Biografi
Prabu Raja Wastu atau Niskala Wastu Kancana adalah putera Prabu
Maharaja Lingga Buana yang gugur di medan Bubat dalam tahun 1357. Ketika
terjadi Pasunda Bubat, usia Wastu Kancana baru 9 tahun dan ia adalah
satu-satunya ahli waris kerajaan yang hidup karena ketiga kakaknya
meninggal. Pemerintahan kemudian diwakili oleh pamannya Mangkubumi
Suradipati atau Prabu Bunisora (ada juga yang menyebut Prabu Kuda
Lalean, sedangkan dalam Babad Panjalu (Kerajaan Panjalu Ciamis) disebut Prabu Borosngora.
Selain itu ia pun dijuluki Batara Guru di Jampang karena ia menjadi
pertapa dan resi yang ulung). Mangkubumi Suradipati dimakamkan di Geger
Omas.
Setelah pemerintahan dijalankan pamannya yang sekaligus juga mertuanya, Wastu Kancana dinobatkan menjadi raja pada tahun 1371 pada usia 23 tahun. Permaisurinya yang pertama adalah Lara Sarkati puteri Lampung.
Dari perkawinan ini lahir Sang Haliwungan, yang setelah dinobatkan
menjadi Raja Sunda bergelar Prabu Susuktunggal. Permaisuri yang kedua
adalah Mayangsari puteri sulung Bunisora atau Mangkubumi Suradipati.
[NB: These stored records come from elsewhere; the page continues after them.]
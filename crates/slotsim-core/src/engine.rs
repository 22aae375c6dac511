//! The slot-by-slot simulation loop.
//!
//! [`SimulationEngine`] owns every piece of run state: the slot timeline, the
//! contender pool, the aggregate counters, the convergence monitor, and the
//! random number generator. Nothing is shared between engines, so
//! independent runs can execute side by side.

use rand::{Rng, SeedableRng};
use rand_chacha::ChaCha8Rng;
use slotsim_metrics::metrics::{self, Counter, Gauge, Histogram};
use slotsim_metrics::{metric_defs, RunLabels};
use tracing::{debug, info, warn};

use crate::config::SimulationConfig;
use crate::convergence::{ConvergenceMonitor, ConvergenceSample, ConvergenceState};
use crate::error::{SimError, SimResult};
use crate::node::ContenderPool;
use crate::resolver::{ContentionResolver, SlotOutcome};
use crate::slot::SlotTimeline;
use crate::stats::{SimulationStats, SlotCounters};

/// Generator used when an engine is built from a seed.
pub type SimRng = ChaCha8Rng;

/// What happened after simulating one slot.
#[derive(Debug, Clone, Copy, PartialEq, Eq)]
pub enum StepOutcome {
    /// More slots remain and the run has not converged.
    Continue,
    /// The convergence test passed at this slot.
    Converged,
    /// The last slot of the horizon was simulated without converging.
    HorizonExhausted,
}

/// Drives a single simulation run.
pub struct SimulationEngine<R = SimRng> {
    config: SimulationConfig,
    resolver: ContentionResolver,
    timeline: SlotTimeline,
    pool: ContenderPool,
    counters: SlotCounters,
    monitor: ConvergenceMonitor,
    rng: R,
    next_slot: usize,
    finished: Option<StepOutcome>,
    metrics: EngineMetrics,
}

impl SimulationEngine<SimRng> {
    /// Builds an engine whose generator is seeded from `seed`.
    pub fn with_seed(config: SimulationConfig, seed: u64) -> SimResult<Self> {
        Self::new(config, SimRng::seed_from_u64(seed))
    }
}

impl<R: Rng> SimulationEngine<R> {
    /// Validates `config` and allocates the timeline and pool.
    ///
    /// Metric handles are registered here, so a recorder must be installed
    /// before construction for the run to be observed.
    pub fn new(config: SimulationConfig, rng: R) -> SimResult<Self> {
        config.validate()?;
        let params = config.params;
        debug!(
            packet_size = params.packet_size,
            node_count = params.node_count,
            initial_cw = params.initial_contention_window,
            horizon = config.horizon,
            "building simulation engine"
        );

        Ok(SimulationEngine {
            resolver: ContentionResolver::new(params.packet_size),
            timeline: SlotTimeline::new(config.horizon),
            pool: ContenderPool::new(params.node_count, params.initial_contention_window),
            counters: SlotCounters::default(),
            monitor: ConvergenceMonitor::new(config.convergence),
            rng,
            next_slot: 0,
            finished: None,
            metrics: EngineMetrics::new(&config),
            config,
        })
    }

    /// Run configuration.
    pub fn config(&self) -> &SimulationConfig {
        &self.config
    }

    /// Current contender state.
    pub fn pool(&self) -> &ContenderPool {
        &self.pool
    }

    /// Slot history so far, including bursts scheduled into the future.
    pub fn timeline(&self) -> &SlotTimeline {
        &self.timeline
    }

    /// Counters accumulated so far.
    pub fn counters(&self) -> &SlotCounters {
        &self.counters
    }

    /// Number of slots simulated so far.
    pub fn slots_simulated(&self) -> usize {
        self.next_slot
    }

    /// Convergence state so far.
    pub fn convergence_state(&self) -> ConvergenceState {
        self.monitor.state()
    }

    /// Simulates the next slot.
    ///
    /// After the run has finished, further calls return the final outcome
    /// without simulating anything.
    pub fn step(&mut self) -> SimResult<StepOutcome> {
        if let Some(outcome) = self.finished {
            return Ok(outcome);
        }

        let slot = self.next_slot;
        let outcome =
            self.resolver
                .resolve(slot, &mut self.pool, &mut self.timeline, &mut self.rng)?;
        match &outcome {
            SlotOutcome::Quiet => {}
            SlotOutcome::Success(_) => self.counters.completed_packets += 1,
            SlotOutcome::Collision(nodes) => self.metrics.record_collision(nodes.len()),
        }

        self.counters.record(self.timeline.get(slot)?);
        self.next_slot += 1;

        if let Some(sample) = self.monitor.observe(slot, self.counters.transmission) {
            self.metrics.record_sample(&sample);
        }

        let step = if self.monitor.state() == ConvergenceState::Converged {
            StepOutcome::Converged
        } else if self.next_slot >= self.timeline.horizon() {
            StepOutcome::HorizonExhausted
        } else {
            StepOutcome::Continue
        };
        if step != StepOutcome::Continue {
            self.finished = Some(step);
        }
        Ok(step)
    }

    /// Runs until convergence or the end of the horizon.
    ///
    /// Running out of horizon is reported as [`SimError::NonConvergence`],
    /// carrying the statistics gathered up to that point.
    pub fn run(&mut self) -> SimResult<SimulationStats> {
        loop {
            match self.step()? {
                StepOutcome::Continue => {}
                StepOutcome::Converged => {
                    let stats = self.stats();
                    info!(
                        final_slot = stats.final_slot,
                        throughput = stats.throughput(),
                        efficiency = stats.transmission_fraction(),
                        "simulation converged"
                    );
                    self.metrics.record_run(&stats, &self.pool);
                    return Ok(stats);
                }
                StepOutcome::HorizonExhausted => {
                    let stats = self.stats();
                    warn!(
                        horizon = self.timeline.horizon(),
                        efficiency = stats.transmission_fraction(),
                        "simulation failed to converge"
                    );
                    self.metrics.record_run(&stats, &self.pool);
                    return Err(SimError::NonConvergence {
                        stats: Box::new(stats),
                    });
                }
            }
        }
    }

    /// Snapshot of the statistics as of the last simulated slot.
    pub fn stats(&self) -> SimulationStats {
        SimulationStats {
            params: self.config.params,
            final_slot: self.next_slot.saturating_sub(1),
            counters: self.counters,
            converged: self.monitor.state() == ConvergenceState::Converged,
        }
    }
}

/// Metric handles for one run, registered once with the run's labels.
struct EngineMetrics {
    labels: Vec<(&'static str, String)>,
    collision_events: Counter,
    colliding_nodes: Histogram,
    efficiency: Gauge,
    efficiency_delta: Gauge,
}

impl EngineMetrics {
    fn new(config: &SimulationConfig) -> Self {
        let params = config.params;
        let labels = RunLabels::new(
            params.packet_size,
            params.node_count,
            params.initial_contention_window,
        )
        .to_labels();

        EngineMetrics {
            collision_events: metrics::counter!(metric_defs::COLLISION_EVENTS.name, &labels),
            colliding_nodes: metrics::histogram!(metric_defs::COLLIDING_NODES.name, &labels),
            efficiency: metrics::gauge!(metric_defs::EFFICIENCY.name, &labels),
            efficiency_delta: metrics::gauge!(metric_defs::EFFICIENCY_DELTA.name, &labels),
            labels,
        }
    }

    fn record_collision(&self, nodes: usize) {
        self.collision_events.increment(1);
        self.colliding_nodes.record(nodes as f64);
    }

    fn record_sample(&self, sample: &ConvergenceSample) {
        self.efficiency.set(sample.efficiency);
        self.efficiency_delta.set(sample.delta);
    }

    fn record_run(&self, stats: &SimulationStats, pool: &ContenderPool) {
        let labels = &self.labels;
        let counters = &stats.counters;
        metrics::counter!(metric_defs::SLOTS_IDLE.name, labels).increment(counters.idle);
        metrics::counter!(metric_defs::SLOTS_TRANSMISSION.name, labels)
            .increment(counters.transmission);
        metrics::counter!(metric_defs::SLOTS_COLLISION.name, labels).increment(counters.collision);
        metrics::counter!(metric_defs::PACKETS_COMPLETED.name, labels)
            .increment(counters.completed_packets);
        metrics::gauge!(metric_defs::THROUGHPUT.name, labels).set(stats.throughput());

        if stats.converged {
            metrics::counter!(metric_defs::RUNS_CONVERGED.name, labels).increment(1);
            metrics::histogram!(metric_defs::CONVERGENCE_SLOT.name, labels)
                .record(stats.final_slot as f64);
        } else {
            metrics::counter!(metric_defs::RUNS_NON_CONVERGED.name, labels).increment(1);
        }

        let windows = metrics::histogram!(metric_defs::CONTENTION_WINDOW.name, labels);
        for (_, node) in pool.iter() {
            windows.record(node.contention_window() as f64);
        }
    }
}

#[cfg(test)]
mod tests {
    use super::*;
    use crate::config::SimulationParams;
    use crate::slot::SlotState;

    fn engine(packet_size: usize, nodes: usize, cw: u64, seed: u64) -> SimulationEngine {
        let config = SimulationConfig::new(SimulationParams::new(packet_size, nodes, cw));
        SimulationEngine::with_seed(config, seed).unwrap()
    }

    #[test]
    fn test_invalid_parameters_rejected_before_running() {
        let config = SimulationConfig::new(SimulationParams::new(0, 10, 8));
        assert!(matches!(
            SimulationEngine::with_seed(config, 1),
            Err(SimError::InvalidParameter { name: "packet_size", .. })
        ));
    }

    #[test]
    fn test_counters_conserved_every_step() {
        let mut engine = engine(4, 25, 8, 11);
        loop {
            let outcome = engine.step().unwrap();
            let counters = engine.counters();
            assert_eq!(counters.total_slots(), engine.slots_simulated() as u64);
            if outcome != StepOutcome::Continue {
                break;
            }
        }
        let stats = engine.stats();
        assert_eq!(stats.counters.total_slots(), stats.final_slot as u64 + 1);
    }

    #[test]
    fn test_burst_occupies_following_slots() {
        // One node, window 1: transmit, stay busy for the burst, re-sync for
        // one idle slot, transmit again.
        let mut engine = engine(3, 1, 1, 5);
        for _ in 0..8 {
            engine.step().unwrap();
        }
        let states: Vec<SlotState> = engine.timeline().iter().take(8).collect();
        use SlotState::{Idle as I, Transmission as T};
        assert_eq!(states, vec![T, T, T, I, T, T, T, I]);
        assert_eq!(engine.counters().completed_packets, 2);
        assert_eq!(engine.counters().idle, 2);
    }

    #[test]
    fn test_step_after_finish_is_stable() {
        let config = SimulationConfig::new(SimulationParams::new(1, 0, 1)).with_horizon(3);
        let mut engine = SimulationEngine::with_seed(config, 0).unwrap();
        assert_eq!(engine.step().unwrap(), StepOutcome::Continue);
        assert_eq!(engine.step().unwrap(), StepOutcome::Continue);
        assert_eq!(engine.step().unwrap(), StepOutcome::HorizonExhausted);
        assert_eq!(engine.step().unwrap(), StepOutcome::HorizonExhausted);
        assert_eq!(engine.slots_simulated(), 3);
    }

    #[test]
    fn test_backoff_stays_below_window() {
        let mut engine = engine(2, 40, 16, 21);
        while engine.step().unwrap() == StepOutcome::Continue {
            for (id, node) in engine.pool().iter() {
                if let Some(b) = node.backoff() {
                    assert!(b >= 1, "{id} kept an expired backoff");
                    assert!(b < node.contention_window(), "{id} backoff {b} out of window");
                }
            }
        }
    }
}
Dari perkawinannya dengan Mayangsari lahir Ningrat Kancana, yang setelah
menjadi penguasa Galuh bergelar Prabu Dewa Niskala.
Setelah Wastu Kancana wafat tahun 1475, kerajaan dipecah dua di
antara Susuktunggal dan Dewa Niskala dalam kedudukan sederajat. Politik
kesatuan wilayah telah membuat jalinan perkawinan antar cucu Wastu
Kencana. Jayadewata, putera Dewa Niskala, mula-mula memperistri
Ambetkasih, puteri Ki Gedeng Sindangkasih, kemudian memperistri
Subanglarang. Yang terakhir ini adalah puteri Ki Gedeng Tapa yang
menjadi Raja Singapura.
Subanglarang ini keluaran pesantren Pondok Quro di Pura, Karawang. Ia
seorang wanita muslim murid Syekh Hasanudin yang menganut Mazhab
Hanafi. Pesantren Qura di Karawang didirikan tahun 1416 dalam masa pemerintahan Wastu Kancana. Subanglarang belajar di situ selama dua tahun. Ia adalah nenek Syarif Hidayatullah.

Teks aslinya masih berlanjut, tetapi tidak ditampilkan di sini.